+++ Available records +++

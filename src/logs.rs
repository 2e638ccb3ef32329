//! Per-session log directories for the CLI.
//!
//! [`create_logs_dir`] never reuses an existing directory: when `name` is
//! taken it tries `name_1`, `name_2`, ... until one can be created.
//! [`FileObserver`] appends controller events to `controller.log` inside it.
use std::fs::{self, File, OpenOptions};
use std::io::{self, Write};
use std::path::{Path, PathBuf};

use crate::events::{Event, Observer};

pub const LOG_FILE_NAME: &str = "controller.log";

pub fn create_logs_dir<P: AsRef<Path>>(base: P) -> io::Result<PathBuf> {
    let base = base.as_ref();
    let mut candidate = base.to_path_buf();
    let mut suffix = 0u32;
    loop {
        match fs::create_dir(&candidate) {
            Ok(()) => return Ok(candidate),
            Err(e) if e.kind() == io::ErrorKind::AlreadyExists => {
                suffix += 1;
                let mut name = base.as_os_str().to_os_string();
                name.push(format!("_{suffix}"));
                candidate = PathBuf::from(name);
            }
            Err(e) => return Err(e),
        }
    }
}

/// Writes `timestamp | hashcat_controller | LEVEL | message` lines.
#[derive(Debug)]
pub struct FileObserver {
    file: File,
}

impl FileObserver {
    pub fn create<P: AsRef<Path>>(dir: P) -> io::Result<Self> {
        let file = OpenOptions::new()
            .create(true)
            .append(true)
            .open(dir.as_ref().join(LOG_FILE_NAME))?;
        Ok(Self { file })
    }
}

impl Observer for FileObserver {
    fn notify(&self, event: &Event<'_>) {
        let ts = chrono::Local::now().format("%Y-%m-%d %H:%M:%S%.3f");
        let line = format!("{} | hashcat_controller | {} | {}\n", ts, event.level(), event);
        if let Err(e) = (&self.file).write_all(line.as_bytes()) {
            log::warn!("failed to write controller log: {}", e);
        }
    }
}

+++
+++ Available records +++

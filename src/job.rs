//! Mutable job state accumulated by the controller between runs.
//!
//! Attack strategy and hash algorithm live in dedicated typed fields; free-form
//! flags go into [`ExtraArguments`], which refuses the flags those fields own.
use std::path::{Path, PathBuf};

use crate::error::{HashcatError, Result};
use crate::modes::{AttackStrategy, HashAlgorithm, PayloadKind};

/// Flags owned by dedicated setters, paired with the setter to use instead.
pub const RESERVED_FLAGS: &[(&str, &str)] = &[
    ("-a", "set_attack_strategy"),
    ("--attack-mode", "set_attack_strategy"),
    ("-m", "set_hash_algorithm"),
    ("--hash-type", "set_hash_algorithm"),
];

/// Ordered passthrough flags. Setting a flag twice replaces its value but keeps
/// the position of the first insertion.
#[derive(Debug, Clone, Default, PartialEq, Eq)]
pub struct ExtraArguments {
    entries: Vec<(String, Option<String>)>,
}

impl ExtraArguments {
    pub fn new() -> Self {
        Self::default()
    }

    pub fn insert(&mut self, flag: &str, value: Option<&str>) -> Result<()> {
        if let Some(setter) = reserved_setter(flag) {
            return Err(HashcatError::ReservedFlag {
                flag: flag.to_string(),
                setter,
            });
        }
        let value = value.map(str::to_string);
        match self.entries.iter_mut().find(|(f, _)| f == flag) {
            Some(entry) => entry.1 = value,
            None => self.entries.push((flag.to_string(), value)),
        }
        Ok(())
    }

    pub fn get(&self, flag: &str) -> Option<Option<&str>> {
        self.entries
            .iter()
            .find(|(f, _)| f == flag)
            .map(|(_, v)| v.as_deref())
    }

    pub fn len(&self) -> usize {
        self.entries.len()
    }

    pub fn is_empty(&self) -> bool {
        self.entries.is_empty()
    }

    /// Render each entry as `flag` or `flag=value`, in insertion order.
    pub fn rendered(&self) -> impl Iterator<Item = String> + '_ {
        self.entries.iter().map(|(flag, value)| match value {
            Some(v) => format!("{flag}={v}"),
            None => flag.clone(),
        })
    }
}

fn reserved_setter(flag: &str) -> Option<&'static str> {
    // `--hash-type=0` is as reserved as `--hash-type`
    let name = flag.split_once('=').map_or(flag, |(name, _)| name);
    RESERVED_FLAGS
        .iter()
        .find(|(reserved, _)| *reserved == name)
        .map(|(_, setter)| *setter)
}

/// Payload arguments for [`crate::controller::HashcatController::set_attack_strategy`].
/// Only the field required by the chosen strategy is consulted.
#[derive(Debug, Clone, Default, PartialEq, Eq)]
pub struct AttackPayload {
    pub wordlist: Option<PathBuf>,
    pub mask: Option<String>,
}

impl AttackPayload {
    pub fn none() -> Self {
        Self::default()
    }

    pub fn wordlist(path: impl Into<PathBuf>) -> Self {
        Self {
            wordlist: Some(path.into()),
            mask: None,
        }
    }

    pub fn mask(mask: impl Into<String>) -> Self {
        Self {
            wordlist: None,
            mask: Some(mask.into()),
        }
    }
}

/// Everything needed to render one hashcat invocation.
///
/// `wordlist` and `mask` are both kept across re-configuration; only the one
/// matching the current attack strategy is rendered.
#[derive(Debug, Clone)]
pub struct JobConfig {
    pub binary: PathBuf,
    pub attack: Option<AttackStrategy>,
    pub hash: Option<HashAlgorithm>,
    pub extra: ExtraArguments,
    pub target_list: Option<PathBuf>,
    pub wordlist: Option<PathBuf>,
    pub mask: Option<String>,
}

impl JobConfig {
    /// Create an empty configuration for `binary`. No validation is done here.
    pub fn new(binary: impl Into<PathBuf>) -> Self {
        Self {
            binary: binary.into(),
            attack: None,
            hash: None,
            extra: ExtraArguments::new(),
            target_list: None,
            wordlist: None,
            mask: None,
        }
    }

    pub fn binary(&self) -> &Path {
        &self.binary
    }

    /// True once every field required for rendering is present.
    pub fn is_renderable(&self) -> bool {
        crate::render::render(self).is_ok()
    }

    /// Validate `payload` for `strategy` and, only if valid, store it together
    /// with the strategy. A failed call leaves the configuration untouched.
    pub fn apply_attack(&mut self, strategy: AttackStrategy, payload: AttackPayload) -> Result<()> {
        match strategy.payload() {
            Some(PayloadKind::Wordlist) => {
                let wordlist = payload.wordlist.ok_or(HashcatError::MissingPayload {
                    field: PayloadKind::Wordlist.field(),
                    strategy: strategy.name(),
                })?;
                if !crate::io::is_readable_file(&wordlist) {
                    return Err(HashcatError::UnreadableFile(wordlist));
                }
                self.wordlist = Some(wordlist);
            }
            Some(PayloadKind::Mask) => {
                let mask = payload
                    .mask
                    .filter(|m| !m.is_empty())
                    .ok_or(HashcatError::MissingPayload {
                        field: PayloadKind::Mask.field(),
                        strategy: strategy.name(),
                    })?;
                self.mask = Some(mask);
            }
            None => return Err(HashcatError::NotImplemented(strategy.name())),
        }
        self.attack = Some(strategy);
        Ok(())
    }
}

+++
+++ Available records +++

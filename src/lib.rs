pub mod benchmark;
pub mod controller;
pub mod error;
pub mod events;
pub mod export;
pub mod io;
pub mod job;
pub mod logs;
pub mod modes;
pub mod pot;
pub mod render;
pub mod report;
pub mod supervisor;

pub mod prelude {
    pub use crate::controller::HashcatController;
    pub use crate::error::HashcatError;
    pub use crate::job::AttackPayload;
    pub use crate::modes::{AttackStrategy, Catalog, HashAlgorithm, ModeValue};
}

+++

**Action item**
Could you repeat exactly the lines in the listing above from the one with "if let Some(setter)" down to the one with "is as reserved"? Include both of those lines.

**Response box**
        if let Some(setter) = reserved_setter(flag) {
            return Err(HashcatError::ReservedFlag {
                flag: flag.to_string(),
                setter,
            });
        }
        let value = value.map(str::to_string);
        match self.entries.iter_mut().find(|(f, _)| f == flag) {
            Some(entry) => entry.1 = value,
            None => self.entries.push((flag.to_string(), value)),
        }
        Ok(())
    }

    pub fn get(&self, flag: &str) -> Option<Option<&str>> {
        self.entries
            .iter()
            .find(|(f, _)| f == flag)
            .map(|(_, v)| v.as_deref())
    }

    pub fn len(&self) -> usize {
        self.entries.len()
    }

    pub fn is_empty(&self) -> bool {
        self.entries.is_empty()
    }

    /// Render each entry as `flag` or `flag=value`, in insertion order.
    pub fn rendered(&self) -> impl Iterator<Item = String> + '_ {
        self.entries.iter().map(|(flag, value)| match value {
            Some(v) => format!("{flag}={v}"),
            None => flag.clone(),
        })
    }
}

fn reserved_setter(flag: &str) -> Option<&'static str> {
    // `--hash-type=0` is as reserved as `--hash-type`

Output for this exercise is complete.